Indeed, Columbia has become, perhaps somewhat unexpectedly, a destination for clinical trials. The regulation of clinical trials in Colombia is entrusted to the Instituto Nacional de Vigilancia de Medicamentos y Alimentoa (INVIMA). While the 17- to 21- week time frame for approval presents a longer timeline than what is found in Mexico, it is still considerably shorter than the length of time that the process requires in Brazil. The key initial documents consist of the protocol, ICF, IB POA, and an insurance policy for the Colombian sites.
Although it is required that the protocol for each site be approved by IRBs, once the IRB approves the protocol for the first site, it can be submitted for INVIMA to approve. INVIMA must then be notified of additional sites. Once a company has approval from INVIMA, it can request an import license for the study drug and other supplies.
In contrast to the challenges that protocols with a placebo arm present in Brazil, there are no such special concerns with placebo-controlled studies in Colombia as long as it is approved by ECs.
On the other hand, the clinical trials regulation in Colombia presents its own set of challenges. In particular, a new resolution was introduced in 2008 that requires GCP and a certification of institution by INVIMA in order for a company to be able to conduct clinical research. Consequently, all protocols that are submitted to INVIMA for approval will need to also include a copy of the submission of a certification plan.

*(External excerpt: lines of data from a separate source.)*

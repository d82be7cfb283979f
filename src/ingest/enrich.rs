// src/ingest/enrich.rs
//! Content resolution: pick the body persisted for an item.
//!
//! Candidates are tried in order and the first long enough wins:
//! extracted full text (when enrichment ran and succeeded), then the feed
//! excerpt. The title is the last resort, so content is never empty.

use std::time::Duration;

use metrics::counter;
use tracing::{debug, warn};

use crate::ingest::parser::truncate_chars;
use crate::ingest::types::{ContentExtractor, FeedItem, ResolutionMethod, Source};

#[derive(Debug, Clone, Copy, PartialEq)]
pub struct EnrichmentPolicy {
    /// Run-level switch (config default, overridable per run).
    pub enabled: bool,
    pub min_excerpt_len: usize,
    pub min_content_len: usize,
    pub max_content_len: usize,
    pub timeout: Duration,
}

#[derive(Debug, Clone, PartialEq)]
pub struct ResolvedContent {
    pub content: String,
    pub method: ResolutionMethod,
    /// The extractor was invoked, whatever the outcome.
    pub enrichment_called: bool,
}

/// Enrich only thin excerpts, only with a live extractor, and never the
/// source's own URL (that is the pseudo-item, not an article).
pub fn should_enrich(
    policy: &EnrichmentPolicy,
    extractor: &dyn ContentExtractor,
    item: &FeedItem,
    source: &Source,
) -> bool {
    if !policy.enabled || !extractor.is_enabled() {
        return false;
    }
    if item.link == source.url {
        return false;
    }
    item.description.chars().count() < policy.min_excerpt_len
}

fn method_for(source: &Source) -> ResolutionMethod {
    if source.is_feed() {
        ResolutionMethod::FeedPlusEnrichment
    } else {
        ResolutionMethod::EnrichmentOnly
    }
}

async fn extract_text(
    extractor: &dyn ContentExtractor,
    url: &str,
    timeout: Duration,
) -> Option<String> {
    match tokio::time::timeout(timeout, extractor.extract(url)).await {
        Ok(Ok(x)) if !x.content.trim().is_empty() => Some(x.content),
        Ok(Ok(_)) => {
            warn!(provider = extractor.name(), url, "extractor returned empty content");
            None
        }
        Ok(Err(e)) => {
            warn!(provider = extractor.name(), url, error = %e, "enrichment failed");
            None
        }
        Err(_) => {
            warn!(provider = extractor.name(), url, "enrichment timed out");
            None
        }
    }
}

pub async fn resolve_content(
    extractor: &dyn ContentExtractor,
    policy: &EnrichmentPolicy,
    item: &FeedItem,
    source: &Source,
) -> ResolvedContent {
    let mut enrichment_called = false;
    let mut enriched = None;
    if should_enrich(policy, extractor, item, source) {
        enrichment_called = true;
        counter!("ingest_enrichment_calls_total").increment(1);
        enriched = extract_text(extractor, &item.link, policy.timeout).await;
    }

    let long_enough = |s: &str| s.trim().chars().count() >= policy.min_content_len;

    let (content, method) = match enriched {
        Some(text) if long_enough(&text) => (text, method_for(source)),
        _ if long_enough(&item.description) => {
            (item.description.clone(), ResolutionMethod::FeedOnly)
        }
        _ => {
            debug!(title = %item.title, "content too short, using title");
            (item.title.clone(), ResolutionMethod::FeedOnly)
        }
    };

    ResolvedContent {
        content: truncate_chars(content.trim(), policy.max_content_len),
        method,
        enrichment_called,
    }
}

Putting aside the potential for conducting clinical trials in Colombia, the pharmaceutical market, in general, is also ripe with possibilities. Since the 1930s, when the pharmaceutical industry in Colombia essentially consisted of just three local manufacturers and ten foreign subsidiaries, the Colombian pharmaceutical market has developed and blossomed. Today, the domestic industry is considered relatively well developed although rather fragmented. This market fragmentation itself can be seen as a source of opportunity for companies entering Colombia.

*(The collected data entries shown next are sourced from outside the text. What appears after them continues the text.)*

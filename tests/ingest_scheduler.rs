// tests/ingest_scheduler.rs
mod common;

use std::sync::Arc;
use std::time::Duration;

use common::*;
use news_ingest::ingest::scheduler::spawn_scheduler;
use news_ingest::store::InMemoryStore;

const FEED: &str = "https://news.example.com/rss/tech.rss";

fn build(store: Arc<InMemoryStore>) -> Arc<news_ingest::Pipeline> {
    Arc::new(pipeline(
        store,
        Arc::new(ScriptedFetcher::new().with_body(FEED, TECH_RSS)),
        Arc::new(CannedExtractor::new()),
        Arc::new(TableEmbedder::new()),
        test_config(),
    ))
}

#[tokio::test]
async fn zero_interval_disables_scheduler() {
    let store = Arc::new(InMemoryStore::with_sources(vec![rss_source("s1", "Tech", FEED)]));
    assert!(spawn_scheduler(build(store), 0).is_none());
}

#[tokio::test]
async fn first_tick_runs_immediately() {
    let store = Arc::new(InMemoryStore::with_sources(vec![rss_source("s1", "Tech", FEED)]));
    let handle = spawn_scheduler(build(store.clone()), 3600).expect("scheduler");

    let mut waited = Duration::ZERO;
    while store.records().len() < 3 && waited < Duration::from_secs(5) {
        tokio::time::sleep(Duration::from_millis(20)).await;
        waited += Duration::from_millis(20);
    }
    handle.abort();
    assert_eq!(store.records().len(), 3);
}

Also worth bearing in mind, as with most other countries in Latin America, the time and cost associated with registering a pharmaceutical product in Colombia, both with respect to new, as well as similar or generic pharmaceuticals, is significantly lower than in the U.S. or Europe. New drugs take six months to register, while similar and generic drugs can be registered in merely three months.
However, although the pharmaceutical market in Colombia holds a great deal of appeal, there are also challenges to entering and operating in this market that a pharmaceutical company ought to be aware of when considering doing business there.
One challenge is the high incidence of under-the-counter sales in pharmaceuticals in Colombia. Additionally, counterfeit products make up about 2–3% of the pharmaceutical market value. This particular issue, however, may become less of a concern in the future; the prevalence of counterfeit pharmaceuticals is decreasing in Colombia thanks to the adoption of good manufacturing practices.